Afrobrasilianische Kultur und Musik gab es schon, bevor die nordamerikanischen und europäischen Popstars sie entdeckten  ■ Von Andreas Weiser

Man schrieb das Jahr 1538 christlicher Zeitrechnung, als im heutigen Salvador, Bahia, die ersten schwarzen Sklaven brasilianischen Boden betraten. Über die Jahrhunderte wurden die verschiedensten afrikanischen Stämme von der West- wie von der Ostküste Afrikas nach Brasilien verschleppt. Sie alle brachten ihre Sprachen, ihre Götter, Mythen und Rituale, ihre Tänze, Lieder und Rhythmen mit. Trotz Verbot, Unterdrückung, christlicher Missionierung und der Vermischung mit europäischer und indianischer Kultur überlebten die afrikanischen Lieder, Rhythmen und Götter und mit ihnen auch ihre versklavten Kinder.

Der Totenkult der eguns, der Kampftanz Capoeira oder die Religion des Candomblé sind auch heute noch lebendige Überreste afrikanischer Wurzeln.

Bahia — das ist Mutter und Vater zugleich. Denn Ba heißt in der Sprache der Yoruba, einem der Völker, die nach Brasilien verschleppt wurden, Vater, und Ya bedeutet Mutter.

Mit einigem Stolz in der Stimme betonen heute viele baianische Künstler, daß hier in Salvador/Bahia die Wiege der afrobrasilianischen Kultur zu suchen ist. „Salvador, capital da rassa negra brasileira“, heißt es in einem Jingle eines baianischen Lokalradios: „Salvador, Hauptstadt der schwarzen Rasse Brasiliens.“ Vor allem aber sind in Salvador „os todos os santos“, also alle Heiligen bzw. Götter versammelt, die die afrobrasilianischen Religionen so kennen.

Trotz seiner 365 katholischen Kirchen ist die beherrschende Religion Salvadors der synkretistische afrobrasilianische Candomblé. In katholischen Heiligen (os santos) werden die alten afrikanischen Götter, die „Orixas“, verehrt. Candomblé ist die Religion der schwarzen Unterschicht Bahias, die sich in der praktischen Ausübung der Religion ihrer Ahnen eine lebenswichtige Identität bewahrt hat.
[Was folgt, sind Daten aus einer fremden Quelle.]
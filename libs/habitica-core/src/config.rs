//! Configuration for API access and export destinations

use crate::error::{HabiticaError, Result};
use std::path::{Path, PathBuf};
use std::time::Duration;
use tracing::warn;
use uuid::Uuid;

/// Default Habitica API base URL
pub const DEFAULT_BASE_URL: &str = "https://habitica.com/api/v3";

/// Default bound on each HTTP request
pub const DEFAULT_TIMEOUT: Duration = Duration::from_secs(30);

/// Static client identifier sent for service-side attribution
pub const CLIENT_ID: &str = "habitica-export";

/// Configuration for Habitica API access
#[derive(Debug, Clone)]
pub struct HabiticaConfig {
    /// The user's Habitica ID, sent as the `x-api-user` header
    pub user_id: String,
    /// The user's API token, sent as the `x-api-key` header
    pub api_token: String,
    /// API base URL, overridable for testing
    pub base_url: String,
    /// Bound on each HTTP request; a slower response is a failure
    pub timeout: Duration,
}

impl HabiticaConfig {
    /// Create a new configuration with the given credentials
    #[must_use]
    pub fn new(user_id: impl Into<String>, api_token: impl Into<String>) -> Self {
        Self {
            user_id: user_id.into(),
            api_token: api_token.into(),
            base_url: DEFAULT_BASE_URL.to_string(),
            timeout: DEFAULT_TIMEOUT,
        }
    }

    /// Override the API base URL
    #[must_use]
    pub fn with_base_url(mut self, base_url: impl Into<String>) -> Self {
        self.base_url = base_url.into();
        self
    }

    /// Override the request timeout
    #[must_use]
    pub const fn with_timeout(mut self, timeout: Duration) -> Self {
        self.timeout = timeout;
        self
    }

    /// Create configuration from environment variables
    ///
    /// Reads the required `HABITICA_USER_ID` and `HABITICA_API_TOKEN`
    /// variables, plus the optional `HABITICA_BASE_URL` and
    /// `HABITICA_HTTP_TIMEOUT_SECS` overrides.
    ///
    /// # Errors
    /// Returns `HabiticaError::Configuration` if either credential is
    /// missing or empty.
    pub fn from_env() -> Result<Self> {
        let user_id = require_env("HABITICA_USER_ID")?;
        let api_token = require_env("HABITICA_API_TOKEN")?;

        let mut config = Self::new(user_id, api_token);

        if let Ok(base_url) = std::env::var("HABITICA_BASE_URL") {
            if !base_url.is_empty() {
                config.base_url = base_url;
            }
        }

        if let Ok(secs) = std::env::var("HABITICA_HTTP_TIMEOUT_SECS") {
            match secs.parse::<u64>() {
                Ok(secs) if secs > 0 => config.timeout = Duration::from_secs(secs),
                _ => warn!(value = %secs, "invalid HABITICA_HTTP_TIMEOUT_SECS, using default"),
            }
        }

        config.validate()?;
        Ok(config)
    }

    /// Check that the configured credentials are usable
    ///
    /// # Errors
    /// Returns `HabiticaError::Configuration` if either credential is empty.
    pub fn validate(&self) -> Result<()> {
        if self.user_id.trim().is_empty() {
            return Err(HabiticaError::configuration("user id must not be empty"));
        }
        if self.api_token.trim().is_empty() {
            return Err(HabiticaError::configuration("API token must not be empty"));
        }
        if Uuid::parse_str(&self.user_id).is_err() {
            warn!("user id is not a UUID; Habitica user ids normally are");
        }
        Ok(())
    }
}

fn require_env(name: &str) -> Result<String> {
    std::env::var(name)
        .ok()
        .filter(|value| !value.trim().is_empty())
        .ok_or_else(|| HabiticaError::configuration(format!("{name} must be set")))
}

/// Configuration for the CSV export destination and behavior
#[derive(Debug, Clone)]
pub struct ExportConfig {
    /// Directory the CSV files are written into, created if absent
    pub output_dir: PathBuf,
    /// Whether rewards get their own export file
    pub include_rewards: bool,
    /// Whether a task type with zero records still gets a header-only file
    pub write_empty_files: bool,
}

impl ExportConfig {
    /// Create a new export configuration writing into the given directory
    #[must_use]
    pub fn new<P: AsRef<Path>>(output_dir: P) -> Self {
        Self {
            output_dir: output_dir.as_ref().to_path_buf(),
            include_rewards: false,
            write_empty_files: true,
        }
    }

    /// Create export configuration from environment variables
    ///
    /// Reads the optional `HABITICA_EXPORT_DIR` variable, defaulting to `data`.
    #[must_use]
    pub fn from_env() -> Self {
        let output_dir = std::env::var("HABITICA_EXPORT_DIR")
            .ok()
            .filter(|value| !value.is_empty())
            .map_or_else(|| PathBuf::from("data"), PathBuf::from);
        Self::new(output_dir)
    }

    /// Enable or disable the rewards export
    #[must_use]
    pub const fn with_include_rewards(mut self, include_rewards: bool) -> Self {
        self.include_rewards = include_rewards;
        self
    }

    /// Enable or disable header-only files for empty task types
    #[must_use]
    pub const fn with_write_empty_files(mut self, write_empty_files: bool) -> Self {
        self.write_empty_files = write_empty_files;
        self
    }
}

impl Default for ExportConfig {
    fn default() -> Self {
        Self::new("data")
    }
}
Die Lieder und Rhythmen, mit denen die alten afrikanischen Götter gerufen werden und mit denen sich initiierte Medien in Trance versetzen, gehen meist auf vergangene Yoruba- oder Bantukulte zurück. Vieles ist verlorengegangen, verwässert oder einfach weiterentwickelt worden, der Draht zu „Mama Africa“ jedoch wurde nie gekappt.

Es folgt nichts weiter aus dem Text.